Collected data:
[Start of section]

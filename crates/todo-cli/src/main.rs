//! # todo
//!
//! Command-line client for the shared to-do list.
//!
//! Loads settings, initializes logging, connects to the hosted backend and
//! runs one command through the session manager and task synchronizer.
//! `todo watch` stays attached to the push channel and reprints the list on
//! every refetch until Ctrl-C.

#![deny(unsafe_code)]

mod render;

use std::path::{Path, PathBuf};
use std::sync::Arc;

use anyhow::{Context, Result, anyhow};
use clap::{Parser, Subcommand};
use todo_auth::{SessionManager, SessionStatus};
use todo_backend::{RestBackend, RestConfig};
use todo_core::{Category, TaskId};
use todo_settings::TodoSettings;
use todo_sync::{LiveUpdates, TaskSynchronizer};

use crate::render::render_snapshot;

/// Shared to-do list client.
#[derive(Parser, Debug)]
#[command(name = "todo", about = "Shared to-do list client", version)]
struct Cli {
    /// Settings file (defaults to ~/.todo/settings.json).
    #[arg(long, global = true)]
    settings: Option<PathBuf>,

    /// Log level filter. `RUST_LOG` takes precedence.
    #[arg(long, global = true)]
    log_level: Option<String>,

    /// Account email for signup, signin and resend.
    #[arg(long, env = "TODO_EMAIL", global = true)]
    email: Option<String>,

    /// Account password for signup and signin.
    #[arg(long, env = "TODO_PASSWORD", global = true, hide_env_values = true)]
    password: Option<String>,

    #[command(subcommand)]
    command: Command,
}

#[derive(Subcommand, Debug, PartialEq, Eq)]
enum Command {
    /// Register a new account.
    Signup,
    /// Sign in with email and password.
    Signin,
    /// End the current session.
    Signout,
    /// Re-send the sign-up confirmation email.
    Resend,
    /// Show the signed-in account.
    Whoami,
    /// Print the task list grouped by category.
    List,
    /// Add a task to a category.
    Add {
        /// Category label or its letter (A, B, C).
        #[arg(value_parser = parse_category)]
        category: Category,
        /// Task text.
        content: String,
    },
    /// Flip completion of one of your tasks.
    Toggle {
        /// Task id.
        id: String,
    },
    /// Delete one of your incomplete tasks.
    Delete {
        /// Task id.
        id: String,
    },
    /// Move a task to another task's position in the same category.
    Move {
        /// Task being moved.
        #[arg(value_name = "ACTIVE_ID")]
        active: String,
        /// Task whose position it takes.
        #[arg(value_name = "OVER_ID")]
        over: String,
    },
    /// Print the list on every change until Ctrl-C.
    Watch,
}

impl Cli {
    fn email(&self) -> Result<&str> {
        self.email
            .as_deref()
            .ok_or_else(|| anyhow!("--email is required (or set TODO_EMAIL)"))
    }

    fn credentials(&self) -> Result<(&str, &str)> {
        let password = self
            .password
            .as_deref()
            .ok_or_else(|| anyhow!("--password is required (or set TODO_PASSWORD)"))?;
        Ok((self.email()?, password))
    }
}

/// Accept a stored label (`專案A`) or the bare letter (`a`, `B`).
fn parse_category(value: &str) -> Result<Category, String> {
    if let Ok(category) = value.parse::<Category>() {
        return Ok(category);
    }
    let index = match value.trim().to_ascii_uppercase().as_str() {
        "A" => 0,
        "B" => 1,
        "C" => 2,
        _ => {
            let labels: Vec<&str> = Category::ALL.iter().map(|c| c.label()).collect();
            return Err(format!(
                "unknown category '{value}' (expected one of {} or A/B/C)",
                labels.join(", ")
            ));
        }
    };
    Ok(Category::ALL[index])
}

fn load_settings(path: Option<&Path>) -> Result<TodoSettings> {
    match path {
        Some(path) => todo_settings::load_settings_from_path(path)
            .with_context(|| format!("Failed to load settings from {}", path.display())),
        None => todo_settings::load_settings().context("Failed to load settings"),
    }
}

#[tokio::main]
async fn main() -> Result<()> {
    let args = Cli::parse();

    let settings = load_settings(args.settings.as_deref())?;
    let level = args
        .log_level
        .clone()
        .unwrap_or_else(|| settings.logging.level.clone());
    todo_core::logging::init_subscriber(&level);

    let backend = RestBackend::new(RestConfig::from_settings(&settings))
        .context("Failed to create backend client")?;
    let session = Arc::new(SessionManager::start(Arc::new(backend.clone())));
    let _ = session.ready().await;
    let sync = Arc::new(TaskSynchronizer::new(
        Arc::new(backend.clone()),
        session.clone(),
    ));

    let result = run(&args, &settings, &backend, &session, &sync).await;
    session.shutdown();
    result
}

async fn run(
    args: &Cli,
    settings: &TodoSettings,
    backend: &RestBackend,
    session: &SessionManager,
    sync: &Arc<TaskSynchronizer>,
) -> Result<()> {
    match &args.command {
        Command::Signup => {
            let (email, password) = args.credentials()?;
            let outcome = session
                .sign_up(email, password)
                .await
                .context("Sign-up failed")?;
            if outcome.confirmation_required() {
                println!("Check {email} for a confirmation link, then run `todo signin`.");
            } else {
                println!("Signed up and signed in as {email}");
            }
        }
        Command::Signin => {
            let (email, password) = args.credentials()?;
            let signed_in = session
                .sign_in(email, password)
                .await
                .context("Sign-in failed")?;
            println!("Signed in as {}", signed_in.user.email);
            if !signed_in.user.is_email_confirmed() {
                println!("Your email is not confirmed yet.");
            }
        }
        Command::Signout => {
            session.sign_out().await.context("Sign-out failed")?;
            println!("Signed out");
        }
        Command::Resend => {
            let email = args.email()?;
            session
                .resend_confirmation_email(email)
                .await
                .context("Failed to resend confirmation email")?;
            println!("Confirmation email sent to {email}");
        }
        Command::Whoami => match (session.status(), session.identity()) {
            (SessionStatus::Authenticated { confirmed }, Some(identity)) => {
                println!("{} ({})", identity.email, identity.id);
                if !confirmed {
                    println!("email not confirmed");
                }
            }
            _ => println!("Not signed in"),
        },
        Command::List => {
            let _ = sync.fetch_all().await.context("Failed to load tasks")?;
            print!("{}", render_snapshot(&sync.snapshot(), session.identity().as_ref()));
        }
        Command::Add { category, content } => {
            // The next sort order is computed from the local list.
            let _ = sync.fetch_all().await.context("Failed to load tasks")?;
            let task = sync
                .add(content, *category)
                .await
                .context("Failed to add task")?;
            println!("Added {} to {}", task.id, task.category);
        }
        Command::Toggle { id } => {
            let id = TaskId::from(id.as_str());
            let _ = sync.fetch_all().await.context("Failed to load tasks")?;
            sync.toggle(&id).await.context("Failed to toggle task")?;
            if let Some(task) = sync.snapshot().tasks.get(&id) {
                let state = if task.completed { "done" } else { "open" };
                println!("{} is now {state}", task.id);
            }
        }
        Command::Delete { id } => {
            let id = TaskId::from(id.as_str());
            let _ = sync.fetch_all().await.context("Failed to load tasks")?;
            sync.delete(&id).await.context("Failed to delete task")?;
            println!("Deleted {id}");
        }
        Command::Move { active, over } => {
            let _ = sync.fetch_all().await.context("Failed to load tasks")?;
            let moved = sync
                .move_task(&TaskId::from(active.as_str()), &TaskId::from(over.as_str()))
                .await
                .context("Failed to reorder tasks")?;
            if moved {
                print!("{}", render_snapshot(&sync.snapshot(), session.identity().as_ref()));
            } else {
                println!("Nothing to move");
            }
        }
        Command::Watch => watch(settings, backend, session, sync).await?,
    }
    Ok(())
}

async fn watch(
    settings: &TodoSettings,
    backend: &RestBackend,
    session: &SessionManager,
    sync: &Arc<TaskSynchronizer>,
) -> Result<()> {
    let mut updates = sync.subscribe();
    let live = LiveUpdates::mount(sync.clone(), backend, &settings.backend.channel)
        .await
        .context("Failed to subscribe to task changes")?;
    tracing::info!(channel = %settings.backend.channel, "watching for changes");

    print!("{}", render_snapshot(&sync.snapshot(), session.identity().as_ref()));
    loop {
        tokio::select! {
            _ = tokio::signal::ctrl_c() => break,
            changed = updates.changed() => {
                if changed.is_err() {
                    break;
                }
                let snapshot = updates.borrow_and_update().clone();
                if !snapshot.loading {
                    println!();
                    print!("{}", render_snapshot(&snapshot, session.identity().as_ref()));
                }
            }
        }
    }

    live.stop();
    Ok(())
}

// ─────────────────────────────────────────────────────────────────────────────
// Tests
// ─────────────────────────────────────────────────────────────────────────────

[End of section]

Where a line of the data holds the word "format", copy that line.

            return Err(format!(
            .with_context(|| format!("Failed to load settings from {}", path.display())),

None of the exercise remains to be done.